Esos son los problemas, se diría que inevitables,de referir cualquier tema a la propia cultura; porque, por otro lado, si se quiere conocer la vida y el proceso mental de Humboldt estamos ante una obra magnífica. Los otros aspectos, una vez señalados, pueden no molestar. Se trata de una lectura no solo informativa (Wulf señala que en el mundo anglosajón «se ha tenido olvidado» a Humboldt, por germano) sino recreativa. La narrativa y la rica y sonora traducción trasladan al lector a las faldas del Chimborazo, a los lodos del Orinoco y a los hielos de Siberia; también sufrimos los tedios de la corte de Berlín, y los entusiasmos del París posrevolucionario (Wulf ha perdido ahí la oportunidad de enriquecer su libro con la narración de los seis meses que pasó Humboldt en España esperando financiación y pasaporte del rey Carlos IV). En aquellas laderas de los volcanes americanos se produce en Humboldt la conexión, casi se podría decir la iluminación. Eso que para los ciudadanos del siglo XXI es tan normal, tan indiscutible, se le ocurrió a alguien, o por lo menos fue alguien el que definitivamente hizo que cuajara la noción, y ese alguien fue Alexander von Humboldt. Y trata del sistema de la naturaleza, o de la naturaleza como sistema.

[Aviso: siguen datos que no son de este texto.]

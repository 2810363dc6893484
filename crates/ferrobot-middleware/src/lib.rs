//! `ferrobot-middleware` – in-process plumbing shared by robots, drivers
//! and user code.
//!
//! # Modules
//!
//! | Module | Contents |
//! |---|---|
//! | [`eventer`] | Topic-based publish/subscribe ([`Eventer`]) |
//! | [`commander`] | Late-bound command registry ([`Commander`]) |
//! | [`scheduler`] | [`after`] / [`every`] helpers returning a [`TaskHandle`] |
//! | [`shutdown`] | One-shot cooperative stop signal ([`ShutdownToken`]) |

pub mod commander;
pub mod eventer;
pub mod scheduler;
pub mod shutdown;

pub use commander::{CommandHandler, Commander};
pub use eventer::{Event, EventHandle, EventReceiver, Eventer, Subscription};
pub use scheduler::{TaskHandle, after, every};
pub use shutdown::{ShutdownSignal, ShutdownToken};
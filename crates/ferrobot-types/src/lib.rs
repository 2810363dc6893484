//! `ferrobot-types` – shared vocabulary of the ferrobot workspace.
//!
//! # Modules
//!
//! | Module | Contents |
//! |---|---|
//! | [`error`] | [`FerroError`], the error type used across every crate |
//! | [`value`] | [`Value`] tagged sum, [`Params`] and [`ParamsExt`] |
//! | [`json`] | Introspection shapes (`RobotJson`, `DeviceJson`, …) |
//! | [`util`] | Name generator, numeric scaling, checksum and bit helpers |

pub mod error;
pub mod json;
pub mod util;
pub mod value;

pub use error::FerroError;
pub use json::{ConnectionJson, DeviceJson, ManagerJson, RobotJson};
pub use value::{Params, ParamsExt, Value};
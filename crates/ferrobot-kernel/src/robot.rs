//! [`Robot`] – a named group of connections and devices with optional work.
//!
//! # Start
//!
//! 1. Connections are connected in declaration order. On failure the ones
//!    already connected are finalized in reverse order.
//! 2. Devices are started in declaration order. On failure the ones already
//!    started are halted in reverse order, then every connection is
//!    finalized in reverse order.
//! 3. The robot is marked running and, with auto-run on, the work is
//!    spawned with a fresh [`ShutdownToken`]. A panicking work task is logged
//!    and clears the running flag; it never reaches the caller of `start`,
//!    and the robot still counts as started until it is halted.
//!
//! # Halt
//!
//! Best effort: signal the work token, cancel scheduled units, halt devices
//! in reverse order, finalize connections in reverse order, and return every
//! error collected on the way. Halting a robot that was never started, or
//! is already halted, does nothing.

use std::future::Future;
use std::panic::AssertUnwindSafe;
use std::pin::Pin;
use std::sync::Arc;
use std::sync::atomic::{AtomicBool, Ordering};
use std::time::Duration;

use ferrobot_hal::{Connection, Device};
use ferrobot_middleware::{Commander, Eventer, ShutdownSignal, ShutdownToken};
use ferrobot_types::util::default_name;
use ferrobot_types::{FerroError, Params, RobotJson, Value};
use parking_lot::{Mutex, RwLock};
use tokio::runtime::Handle;
use tracing::{debug, error, info, warn};
use uuid::Uuid;

use crate::work::{WorkRegistry, WorkUnitInfo};

/// User work: called on every start with a token that resolves at halt.
pub type Work =
    Arc<dyn Fn(ShutdownToken) -> Pin<Box<dyn Future<Output = ()> + Send>> + Send + Sync>;

pub struct Robot {
    name: String,
    connections: RwLock<Vec<Arc<dyn Connection>>>,
    devices: RwLock<Vec<Arc<dyn Device>>>,
    commander: Commander,
    eventer: Eventer,
    work: RwLock<Option<Work>>,
    auto_run: AtomicBool,
    running: Arc<AtomicBool>,
    /// Set by a successful `start`, cleared by `halt`. Unlike `running`, work
    /// panics leave it alone.
    started: AtomicBool,
    shutdown: Mutex<Option<ShutdownSignal>>,
    registry: WorkRegistry,
}

impl Robot {
    /// An empty name is replaced by `"Robot-{hex5}"`.
    pub fn new(name: &str) -> Self {
        let name = if name.is_empty() {
            default_name("Robot")
        } else {
            name.to_string()
        };
        Self {
            name,
            connections: RwLock::new(Vec::new()),
            devices: RwLock::new(Vec::new()),
            commander: Commander::new(),
            eventer: Eventer::new(),
            work: RwLock::new(None),
            auto_run: AtomicBool::new(true),
            running: Arc::new(AtomicBool::new(false)),
            started: AtomicBool::new(false),
            shutdown: Mutex::new(None),
            registry: WorkRegistry::new(),
        }
    }

    pub fn name(&self) -> &str {
        &self.name
    }

    // -----------------------------------------------------------------------
    // Composition
    // -----------------------------------------------------------------------

    /// # Errors
    ///
    /// [`FerroError::Config`] if a connection with the same name exists.
    pub fn add_connection(&self, connection: Arc<dyn Connection>) -> Result<(), FerroError> {
        let mut connections = self.connections.write();
        let name = connection.name();
        if connections.iter().any(|c| c.name() == name) {
            return Err(FerroError::Config(format!(
                "robot '{}' already has a connection named '{name}'",
                self.name
            )));
        }
        connections.push(connection);
        Ok(())
    }

    /// # Errors
    ///
    /// [`FerroError::Config`] if the device's connection is not one of this
    /// robot's connections, or a device with the same name exists.
    pub fn add_device(&self, device: Arc<dyn Device>) -> Result<(), FerroError> {
        let connection = device.connection().name();
        if self.connection(&connection).is_none() {
            return Err(FerroError::Config(format!(
                "device '{}' uses connection '{connection}', which robot '{}' does not own",
                device.name(),
                self.name
            )));
        }
        let mut devices = self.devices.write();
        let name = device.name();
        if devices.iter().any(|d| d.name() == name) {
            return Err(FerroError::Config(format!(
                "robot '{}' already has a device named '{name}'",
                self.name
            )));
        }
        devices.push(device);
        Ok(())
    }

    pub fn set_work<F, Fut>(&self, work: F)
    where
        F: Fn(ShutdownToken) -> Fut + Send + Sync + 'static,
        Fut: Future<Output = ()> + Send + 'static,
    {
        let work: Work = Arc::new(move |token| Box::pin(work(token)));
        *self.work.write() = Some(work);
    }

    /// Whether `start` spawns the work. On by default.
    pub fn set_auto_run(&self, auto_run: bool) {
        self.auto_run.store(auto_run, Ordering::SeqCst);
    }

    // -----------------------------------------------------------------------
    // Lookups
    // -----------------------------------------------------------------------

    pub fn connection(&self, name: &str) -> Option<Arc<dyn Connection>> {
        self.connections.read().iter().find(|c| c.name() == name).cloned()
    }

    pub fn device(&self, name: &str) -> Option<Arc<dyn Device>> {
        self.devices.read().iter().find(|d| d.name() == name).cloned()
    }

    pub fn connections(&self) -> Vec<Arc<dyn Connection>> {
        self.connections.read().clone()
    }

    pub fn devices(&self) -> Vec<Arc<dyn Device>> {
        self.devices.read().clone()
    }

    pub fn connection_count(&self) -> usize {
        self.connections.read().len()
    }

    pub fn device_count(&self) -> usize {
        self.devices.read().len()
    }

    pub fn commander(&self) -> &Commander {
        &self.commander
    }

    pub fn add_command<F>(&self, name: &str, handler: F)
    where
        F: Fn(&Params) -> Result<Value, FerroError> + Send + Sync + 'static,
    {
        self.commander.add_command(name, handler);
    }

    /// Robot-level events, streamed by the API.
    pub fn eventer(&self) -> &Eventer {
        &self.eventer
    }

    pub fn running(&self) -> bool {
        self.running.load(Ordering::SeqCst)
    }

    // -----------------------------------------------------------------------
    // Scheduling
    // -----------------------------------------------------------------------

    /// Run `f` every `period` until the robot halts.
    ///
    /// # Errors
    ///
    /// Zero period, or no Tokio runtime.
    pub fn every<F>(&self, period: Duration, f: F) -> Result<Uuid, FerroError>
    where
        F: FnMut() + Send + 'static,
    {
        self.registry.every(period, f)
    }

    /// Run `f` once after `delay` unless the robot halts first.
    ///
    /// # Errors
    ///
    /// No Tokio runtime.
    pub fn after<F>(&self, delay: Duration, f: F) -> Result<Uuid, FerroError>
    where
        F: FnOnce() + Send + 'static,
    {
        self.registry.after(delay, f)
    }

    pub fn work_units(&self) -> Vec<WorkUnitInfo> {
        self.registry.units()
    }

    pub fn cancel_work_unit(&self, id: &Uuid) -> bool {
        self.registry.cancel(id)
    }

    // -----------------------------------------------------------------------
    // Lifecycle
    // -----------------------------------------------------------------------

    /// # Errors
    ///
    /// The first connection or device failure, wrapped with its name, after
    /// rollback. [`FerroError::Runtime`] if work must be spawned outside a
    /// Tokio runtime.
    pub fn start(&self) -> Result<(), FerroError> {
        if self.started.load(Ordering::SeqCst) {
            debug!(robot = %self.name, "already started");
            return Ok(());
        }
        let work = if self.auto_run.load(Ordering::SeqCst) {
            self.work.read().clone()
        } else {
            None
        };
        let runtime = match work {
            Some(_) => Some(Handle::try_current().map_err(|e| {
                FerroError::Runtime(format!("robot '{}': cannot spawn work: {e}", self.name))
            })?),
            None => None,
        };

        info!(robot = %self.name, "starting robot");
        let connections = self.connections();
        let devices = self.devices();

        for (i, connection) in connections.iter().enumerate() {
            info!(robot = %self.name, connection = %connection.name(), "connecting");
            if let Err(e) = connection.connect() {
                error!(robot = %self.name, connection = %connection.name(), error = %e, "connect failed");
                self.finalize_all(&connections[..i]);
                return Err(e.context(format!("connection '{}'", connection.name())));
            }
        }

        for (i, device) in devices.iter().enumerate() {
            info!(robot = %self.name, device = %device.name(), "starting device");
            if let Err(e) = device.start() {
                error!(robot = %self.name, device = %device.name(), error = %e, "device start failed");
                for started in devices[..i].iter().rev() {
                    if let Err(e) = started.halt() {
                        warn!(robot = %self.name, device = %started.name(), error = %e, "halt during rollback failed");
                    }
                }
                self.finalize_all(&connections);
                return Err(e.context(format!("device '{}'", device.name())));
            }
        }

        self.started.store(true, Ordering::SeqCst);
        self.running.store(true, Ordering::SeqCst);
        if let (Some(work), Some(runtime)) = (work, runtime) {
            self.spawn_work(&work, &runtime);
        }
        info!(robot = %self.name, "robot started");
        Ok(())
    }

    /// # Errors
    ///
    /// Every device halt and connection finalize error, aggregated.
    pub fn halt(&self) -> Result<(), FerroError> {
        if !self.started.swap(false, Ordering::SeqCst) {
            return Ok(());
        }
        self.running.store(false, Ordering::SeqCst);
        info!(robot = %self.name, "halting robot");
        if let Some(signal) = self.shutdown.lock().take() {
            signal.trigger();
        }
        let cancelled = self.registry.cancel_all();
        if cancelled > 0 {
            debug!(robot = %self.name, cancelled, "scheduled work cancelled");
        }

        let mut errors = Vec::new();
        for device in self.devices().iter().rev() {
            if let Err(e) = device.halt() {
                errors.push(e.context(format!("device '{}'", device.name())));
            }
        }
        for connection in self.connections().iter().rev() {
            if let Err(e) = connection.finalize() {
                errors.push(e.context(format!("connection '{}'", connection.name())));
            }
        }
        if !errors.is_empty() {
            warn!(robot = %self.name, errors = errors.len(), "robot halted with errors");
        }
        FerroError::multi(errors)
    }

    fn finalize_all(&self, connections: &[Arc<dyn Connection>]) {
        for connection in connections.iter().rev() {
            if let Err(e) = connection.finalize() {
                warn!(robot = %self.name, connection = %connection.name(), error = %e, "finalize during rollback failed");
            }
        }
    }

    fn spawn_work(&self, work: &Work, runtime: &Handle) {
        let (signal, token) = ShutdownSignal::pair();
        *self.shutdown.lock() = Some(signal);

        let name = self.name.clone();
        let running = Arc::clone(&self.running);
        let future = match std::panic::catch_unwind(AssertUnwindSafe(|| work(token))) {
            Ok(future) => future,
            Err(_) => {
                error!(robot = %name, "work panicked");
                running.store(false, Ordering::SeqCst);
                return;
            }
        };
        let task = runtime.spawn(future);
        runtime.spawn(async move {
            match task.await {
                Ok(()) => debug!(robot = %name, "work finished"),
                Err(e) if e.is_panic() => {
                    error!(robot = %name, "work panicked");
                    running.store(false, Ordering::SeqCst);
                }
                Err(_) => debug!(robot = %name, "work cancelled"),
            }
        });
    }

    pub fn to_json(&self) -> RobotJson {
        RobotJson {
            name: self.name.clone(),
            commands: self.commander.commands(),
            connections: self.connections().iter().map(|c| c.to_json()).collect(),
            devices: self.devices().iter().map(|d| d.to_json()).collect(),
        }
    }
}

impl std::fmt::Debug for Robot {
    fn fmt(&self, f: &mut std::fmt::Formatter<'_>) -> std::fmt::Result {
        f.debug_struct("Robot")
            .field("name", &self.name)
            .field("connections", &self.connection_count())
            .field("devices", &self.device_count())
            .field("running", &self.running())
            .finish()
    }
}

La distribución peculiar de las especies vegetales en unos y otros lugares del planeta; la interdependencia de las especies; la química y la física que no son asunto de laboratorios sino del propio suelo, y del agua, y del aire en que vivimos; el castillo de naipes que es todo el conjunto. Todo ello está narrado, descrito y sentido en la obra con pasión y con precisión y, hay que decirlo, sin el sesgo militante que pudiera esperarse. La recepción del inmenso trabajo del prusiano (viajes, libros, recapitulaciones, enciclopedia) por Haeckel, o por Darwin, sitúa a estos en lugares más ajustados del santoral, por así decirlo. Puede que aquí también tuviéramos algo olvidado a Humboldt, como pensionado de la corona que colaboró a desbaratar (una tradición española, por otra parte). Es justo atribuirle la construcción de nuestra noción de Naturaleza, que dista mucho de la idea que manejaban nuestros tatarabuelos, unos dedicados a descifrar expresiones como «el sensorio divino» y otros convencidos de no ser más que guijarros en un caos. La posibilidad de entender nuestra casa común, la posibilidad de una ecología, es la esperanza que Humboldt nos dio como herencia, y esta obra de Andrea Wulf, incluso con sus pequeñas filias étnicas, nos lo recuerda minuciosa y apasionadamente.